- Location of Humboldt, Minnesota
- Coordinates: 48°55′17″N 97°5′41″W﻿ / ﻿48.92139°N 97.09472°W
- Country: United States
- State: Minnesota
- County: Kittson

Area
- • Total: 0.11 sq mi (0.29 km^{2})
- • Land: 0.11 sq mi (0.29 km^{2})
- • Water: 0 sq mi (0.00 km^{2})
- Elevation: 797 ft (243 m)

Population (2020)
- • Total: 41
- • Density: 368.7/sq mi (142.37/km^{2})
- Time zone: UTC-6 (CST)
- • Summer (DST): UTC-5 (CDT)
- ZIP code: 56731
- Area code: 218
- FIPS code: 27-30446
- GNIS feature ID: 0645281

= Humboldt, Minnesota =

City in Minnesota, United States

Humboldt is a city in Kittson County, Minnesota, United States. The population was 41 at the 2020 census.

==History==
A post office called Humboldt has been in operation since 1896. The city is reportedly named after Alexander von Humboldt, who was actively exploring in the Americas and later operating as a diplomat (and therefore his exploits were widely published) over the period 1797–1858.

==Geography==
According to the United States Census Bureau, the city has a total area of 0.11 sqmi, all land.

U.S. Route 75 serves as a main route in the community.

==Demographics==

Historical population
| Census | Pop. | Note | %± |
| 1920 | 198 |  | — |
| 1930 | 139 |  | −29.8% |
| 1940 | 139 |  | 0.0% |
| 1950 | 143 |  | 2.9% |
| 1960 | 169 |  | 18.2% |
| 1970 | 112 |  | −33.7% |
| 1980 | 111 |  | −0.9% |
| 1990 | 74 |  | −33.3% |
| 2000 | 61 |  | −17.6% |
| 2010 | 45 |  | −26.2% |
| 2020 | 41 |  | −8.9% |
U.S. Decennial Census 2020 Census

===2010 census===
As of the census of 2010, there were 45 people, 20 households, and 16 families living in the city. The population density was 409.1 PD/sqmi. There were 26 housing units at an average density of 236.4 /sqmi. The racial makeup of the city was 91.1% White and 8.9% from other races. Hispanic or Latino of any race were 13.3% of the population.

There were 20 households, of which 15.0% had children under the age of 18 living with them, 80.0% were married couples living together, and 20.0% were non-families. 20.0% of all households were made up of individuals, and 5% had someone living alone who was 65 years of age or older. The average household size was 2.25 and the average family size was 2.56.

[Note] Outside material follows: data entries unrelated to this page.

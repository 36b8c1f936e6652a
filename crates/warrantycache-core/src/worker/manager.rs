//! The offline cache manager.
//!
//! One manager owns one generation (the cache store named by
//! `CacheConfig::cache_name`). Its lifecycle:
//!
//! 1. `install`: fetch every manifest asset and store them all, or nothing
//! 2. `activate`: delete every other generation and claim all open pages
//! 3. `handle_fetch`: serve GET requests stale-while-revalidate
//!
//! During fetch handling the network request always runs in its own task.
//! A cache hit is returned right away and the network result only refreshes
//! the cache; on a miss the caller waits for the network, falling back to
//! the cached root document for navigations when the network fails.

use std::sync::Arc;

use futures::future::{join_all, try_join_all};
use tokio::sync::{oneshot, Mutex, RwLock};
use tokio::task::JoinHandle;
use tracing::{debug, info, warn};
use url::Url;

use super::clients::ClientRegistry;
use super::state::WorkerState;
use crate::cache::{CacheStorage, CachedResponse, DiskStorage, StorageError};
use crate::config::CacheConfig;
use crate::error::{Error, Result};
use crate::http::{cache_key, is_same_origin, Method, Request, Response, ResponseSource};
use crate::net::{FetchError, Fetcher, HttpFetcher};

/// What the manager did with an intercepted request
#[derive(Debug)]
pub enum FetchOutcome {
    /// Not handled; the caller performs the request itself
    PassThrough,
    Respond(Response),
}

impl FetchOutcome {
    pub fn into_response(self) -> Option<Response> {
        match self {
            FetchOutcome::PassThrough => None,
            FetchOutcome::Respond(response) => Some(response),
        }
    }
}

type NetworkResult = std::result::Result<Response, FetchError>;

pub struct OfflineCacheManager {
    config: CacheConfig,
    cache_name: String,
    fallback_key: String,
    storage: Arc<dyn CacheStorage>,
    fetcher: Arc<dyn Fetcher>,
    clients: ClientRegistry,
    state: RwLock<WorkerState>,
    /// Background network refreshes not yet awaited by `flush`
    pending: Mutex<Vec<JoinHandle<()>>>,
}

impl OfflineCacheManager {
    pub fn new(
        config: CacheConfig,
        storage: Arc<dyn CacheStorage>,
        fetcher: Arc<dyn Fetcher>,
    ) -> Result<Self> {
        let fallback_url = config.offline_document_url()?;

        Ok(Self {
            cache_name: config.cache_name(),
            fallback_key: cache_key(&fallback_url),
            config,
            storage,
            fetcher,
            clients: ClientRegistry::new(),
            state: RwLock::new(WorkerState::Parsed),
            pending: Mutex::new(Vec::new()),
        })
    }

    /// Manager backed by the on-disk store and the reqwest fetcher
    pub fn from_config(config: CacheConfig) -> anyhow::Result<Self> {
        let storage = DiskStorage::new(config.storage_dir()?);
        let fetcher = HttpFetcher::with_timeout(std::time::Duration::from_secs(
            config.request_timeout_secs,
        ))?;
        Ok(Self::new(config, Arc::new(storage), Arc::new(fetcher))?)
    }

    pub fn config(&self) -> &CacheConfig {
        &self.config
    }

    pub fn cache_name(&self) -> &str {
        &self.cache_name
    }

    pub fn clients(&self) -> &ClientRegistry {
        &self.clients
    }

    pub async fn state(&self) -> WorkerState {
        *self.state.read().await
    }

    async fn set_state(&self, state: WorkerState) {
        let mut current = self.state.write().await;
        debug!(cache = %self.cache_name, from = %*current, to = %state, "Worker state change");
        *current = state;
    }

    // ===== Install =====

    /// Populate this generation from the manifest.
    ///
    /// Every asset must fetch with a 2xx status or nothing is stored. On
    /// success the worker is ready to activate immediately.
    pub async fn install(&self) -> Result<usize> {
        {
            let mut state = self.state.write().await;
            if !state.can_install() {
                return Err(Error::State(format!("cannot install from state {}", *state)));
            }
            *state = WorkerState::Installing;
        }

        let existed = self.storage.has(&self.cache_name).await.unwrap_or(false);

        match self.populate().await {
            Ok(count) => {
                self.set_state(WorkerState::Installed).await;
                info!(cache = %self.cache_name, assets = count, "Generation installed");
                Ok(count)
            }
            Err(e) => {
                warn!(cache = %self.cache_name, error = %e, "Install failed");
                if !existed {
                    if let Err(del) = self.storage.delete(&self.cache_name).await {
                        debug!(cache = %self.cache_name, error = %del, "Failed to remove store after failed install");
                    }
                }
                self.set_state(WorkerState::Redundant).await;
                Err(e)
            }
        }
    }

    async fn populate(&self) -> Result<usize> {
        let urls = self.config.manifest.resolve(&self.config.origin)?;
        self.storage.open(&self.cache_name).await?;

        let fetches = urls.into_iter().map(|url| {
            let request = Request::get(url);
            async move {
                let response = self
                    .fetcher
                    .fetch(&request)
                    .await
                    .map_err(|e| self.install_error(&request.url, e))?;
                if !response.is_ok() {
                    let err = FetchError::BadStatus {
                        url: request.url.to_string(),
                        status: response.status,
                    };
                    return Err(self.install_error(&request.url, err));
                }
                Ok::<_, Error>((request.cache_key(), response))
            }
        });
        let responses = try_join_all(fetches).await?;

        for (key, response) in &responses {
            self.storage
                .put(&self.cache_name, key, CachedResponse::from_response(response))
                .await?;
        }
        Ok(responses.len())
    }

    fn install_error(&self, url: &Url, err: FetchError) -> Error {
        Error::Install {
            cache: self.cache_name.clone(),
            reason: format!("{}: {}", url, err),
        }
    }

    // ===== Activate =====

    /// Take over: delete every other generation and claim all open pages.
    /// Returns the names of the deleted generations.
    pub async fn activate(&self) -> Result<Vec<String>> {
        {
            let mut state = self.state.write().await;
            if !state.can_activate() {
                return Err(Error::State(format!("cannot activate from state {}", *state)));
            }
            *state = WorkerState::Activating;
        }

        let deleted = match self.delete_other_generations().await {
            Ok(deleted) => deleted,
            Err(e) => {
                self.set_state(WorkerState::Installed).await;
                return Err(e);
            }
        };

        let claimed = self.clients.claim(&self.cache_name).await;
        self.set_state(WorkerState::Activated).await;
        info!(
            cache = %self.cache_name,
            deleted = deleted.len(),
            claimed,
            "Generation activated"
        );
        Ok(deleted)
    }

    async fn delete_other_generations(&self) -> Result<Vec<String>> {
        let mut deleted = Vec::new();
        for name in self.storage.keys().await? {
            if name == self.cache_name {
                continue;
            }
            if self.storage.delete(&name).await? {
                debug!(cache = %name, "Deleted stale generation");
                deleted.push(name);
            }
        }
        Ok(deleted)
    }

    /// Pick up a generation activated by an earlier run.
    /// Returns false when this generation has no store yet and needs installing.
    pub async fn resume(&self) -> Result<bool> {
        let mut state = self.state.write().await;
        if *state != WorkerState::Parsed {
            return Ok(state.is_active());
        }
        if !self.storage.has(&self.cache_name).await? {
            return Ok(false);
        }
        *state = WorkerState::Activated;
        drop(state);

        self.clients.claim(&self.cache_name).await;
        debug!(cache = %self.cache_name, "Resumed active generation");
        Ok(true)
    }

    /// Register an open page. Pages opened while a generation is active are controlled by it.
    pub async fn register_client(&self, url: Url) -> String {
        let controller = self
            .state()
            .await
            .is_active()
            .then(|| self.cache_name.clone());
        self.clients.register(url, controller).await
    }

    // ===== Fetch interception =====

    /// Handle a request issued by a page.
    ///
    /// Non-GET requests, and any request arriving before activation, pass
    /// through without touching the cache or the network.
    pub async fn handle_fetch(&self, request: Request) -> Result<FetchOutcome> {
        if request.method != Method::GET {
            debug!(method = %request.method, url = %request.url, "Passing through non-GET request");
            return Ok(FetchOutcome::PassThrough);
        }
        if !self.state().await.is_active() {
            debug!(url = %request.url, "Worker not active, passing through");
            return Ok(FetchOutcome::PassThrough);
        }

        let key = request.cache_key();

        let (tx, rx) = oneshot::channel();
        let network = tokio::spawn(Self::revalidate(
            Arc::clone(&self.fetcher),
            Arc::clone(&self.storage),
            self.cache_name.clone(),
            self.config.origin.clone(),
            request.clone(),
            key.clone(),
            tx,
        ));
        self.track(network).await;

        let cached = match self.storage.get(&self.cache_name, &key).await {
            Ok(cached) => cached,
            Err(e) => {
                debug!(url = %request.url, error = %e, "Cache lookup failed, treating as miss");
                None
            }
        };

        if let Some(entry) = cached {
            debug!(url = %request.url, age = %entry.age_display(), "Serving from cache");
            return Ok(FetchOutcome::Respond(entry.into_response(ResponseSource::Cache)));
        }

        let result = rx.await.unwrap_or_else(|_| {
            Err(FetchError::Unavailable(
                "network task ended without a result".to_string(),
            ))
        });

        match result {
            Ok(response) => Ok(FetchOutcome::Respond(response)),
            Err(e) => self.offline_fallback(&request, e).await,
        }
    }

    /// Fetch from network, hand the result to the waiting caller (if any),
    /// then refresh the cache when the response qualifies.
    async fn revalidate(
        fetcher: Arc<dyn Fetcher>,
        storage: Arc<dyn CacheStorage>,
        cache_name: String,
        origin: Url,
        request: Request,
        key: String,
        tx: oneshot::Sender<NetworkResult>,
    ) {
        let mut response = match fetcher.fetch(&request).await {
            Ok(response) => response,
            Err(e) => {
                debug!(url = %request.url, error = %e, "Network fetch failed");
                let _ = tx.send(Err(e));
                return;
            }
        };
        response.source = ResponseSource::Network;

        let snapshot = Self::should_cache(&origin, &request, &response)
            .then(|| CachedResponse::from_response(&response));

        // Receiver is gone when the cache already answered
        let _ = tx.send(Ok(response));

        let Some(entry) = snapshot else {
            return;
        };

        // `put` refuses a store that a newer generation has deleted meanwhile
        match storage.put(&cache_name, &key, entry).await {
            Ok(()) => debug!(cache = %cache_name, key = %key, "Refreshed cache entry"),
            Err(StorageError::MissingCache(_)) => {
                debug!(cache = %cache_name, key = %key, "Generation gone, skipping cache refresh")
            }
            Err(e) => debug!(cache = %cache_name, key = %key, error = %e, "Failed to refresh cache entry"),
        }
    }

    /// Only same-origin 200 responses for page resources are written at runtime
    fn should_cache(origin: &Url, request: &Request, response: &Response) -> bool {
        response.status == 200
            && is_same_origin(origin, &response.url)
            && request.destination.is_cacheable()
    }

    async fn offline_fallback(&self, request: &Request, err: FetchError) -> Result<FetchOutcome> {
        if request.is_navigation() {
            match self.storage.get(&self.cache_name, &self.fallback_key).await {
                Ok(Some(entry)) => {
                    info!(url = %request.url, "Network failed, serving offline document");
                    return Ok(FetchOutcome::Respond(
                        entry.into_response(ResponseSource::OfflineFallback),
                    ));
                }
                Ok(None) => {}
                Err(e) => debug!(error = %e, "Offline document lookup failed"),
            }
        }
        Err(Error::Network(err))
    }

    async fn track(&self, handle: JoinHandle<()>) {
        let mut pending = self.pending.lock().await;
        pending.retain(|h| !h.is_finished());
        pending.push(handle);
    }

    /// Wait for every background refresh started so far.
    /// A host calls this before shutting down so cache writes are not lost.
    pub async fn flush(&self) {
        let handles: Vec<JoinHandle<()>> = std::mem::take(&mut *self.pending.lock().await);
        for result in join_all(handles).await {
            if let Err(e) = result {
                warn!(error = %e, "Background refresh task failed");
            }
        }
    }

    // ===== Inspection =====

    /// Names of every generation in storage
    pub async fn generations(&self) -> Result<Vec<String>> {
        Ok(self.storage.keys().await?)
    }

    /// Entries of the current generation
    pub async fn entries(&self) -> Result<Vec<(String, CachedResponse)>> {
        let mut entries = Vec::new();
        for key in self.storage.entries(&self.cache_name).await? {
            if let Some(entry) = self.storage.get(&self.cache_name, &key).await? {
                entries.push((key, entry));
            }
        }
        Ok(entries)
    }

    /// Delete every generation, including the current one.
    /// The worker returns to `Parsed` and must install again.
    pub async fn clear(&self) -> Result<usize> {
        self.flush().await;
        let mut count = 0;
        for name in self.storage.keys().await? {
            if self.storage.delete(&name).await? {
                count += 1;
            }
        }
        self.set_state(WorkerState::Parsed).await;
        info!(deleted = count, "Cleared all generations");
        Ok(count)
    }
}
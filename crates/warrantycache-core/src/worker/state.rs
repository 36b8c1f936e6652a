use std::fmt;

use serde::{Deserialize, Serialize};

/// Lifecycle of the worker for one generation.
///
/// A successful install always skips waiting, so `Installed` means the
/// generation is ready to take over immediately.
#[derive(Debug, Clone, Copy, PartialEq, Eq, Serialize, Deserialize, Default)]
#[serde(rename_all = "lowercase")]
pub enum WorkerState {
    #[default]
    Parsed,
    Installing,
    Installed,
    Activating,
    Activated,
    /// Install failed, or the generation was superseded
    Redundant,
}

impl WorkerState {
    pub fn is_active(self) -> bool {
        self == WorkerState::Activated
    }

    pub fn can_install(self) -> bool {
        self == WorkerState::Parsed
    }

    pub fn can_activate(self) -> bool {
        self == WorkerState::Installed
    }
}

impl fmt::Display for WorkerState {
    fn fmt(&self, f: &mut fmt::Formatter<'_>) -> fmt::Result {
        let s = match self {
            WorkerState::Parsed => "parsed",
            WorkerState::Installing => "installing",
            WorkerState::Installed => "installed",
            WorkerState::Activating => "activating",
            WorkerState::Activated => "activated",
            WorkerState::Redundant => "redundant",
        };
        f.write_str(s)
    }
}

The median age in the city was 48.5 years. 11.1% of residents were under the age of 18; 6.6% were between the ages of 18 and 24; 17.7% were from 25 to 44; 46.8% were from 45 to 64; and 17.8% were 65 years of age or older. The gender makeup of the city was 55.6% male and 44.4% female.

===2000 census===
As of the census of 2000, there were 61 people, 25 households, and 17 families living in the city. The population density was 579.7 PD/sqmi. There were 38 housing units at an average density of 361.1 /sqmi. The racial makeup of the city was 100.00% White.

There were 25 households, out of which 44.0% had children under the age of 18 living with them, 64.0% were married couples living together, 4.0% had a female householder with no husband present, and 32.0% were non-families. 28.0% of all households were made up of individuals, and 8.0% had someone living alone who was 65 years of age or older. The average household size was 2.44 and the average family size was 3.06.

In the city, the population was spread out, with 24.6% under the age of 18, 6.6% from 18 to 24, 34.4% from 25 to 44, 26.2% from 45 to 64, and 8.2% who were 65 years of age or older. The median age was 35 years. For every 100 females, there were 144.0 males. For every 100 females age 18 and over, there were 130.0 males.

The median income for a household in the city was $53,125, and the median income for a family was $58,125. Males had a median income of $34,583 versus $25,417 for females. The per capita income for the city was $18,511. None of the population or the families were below the poverty line.

==Notable person==
Saxophonist Maury Finney is a native of Humboldt.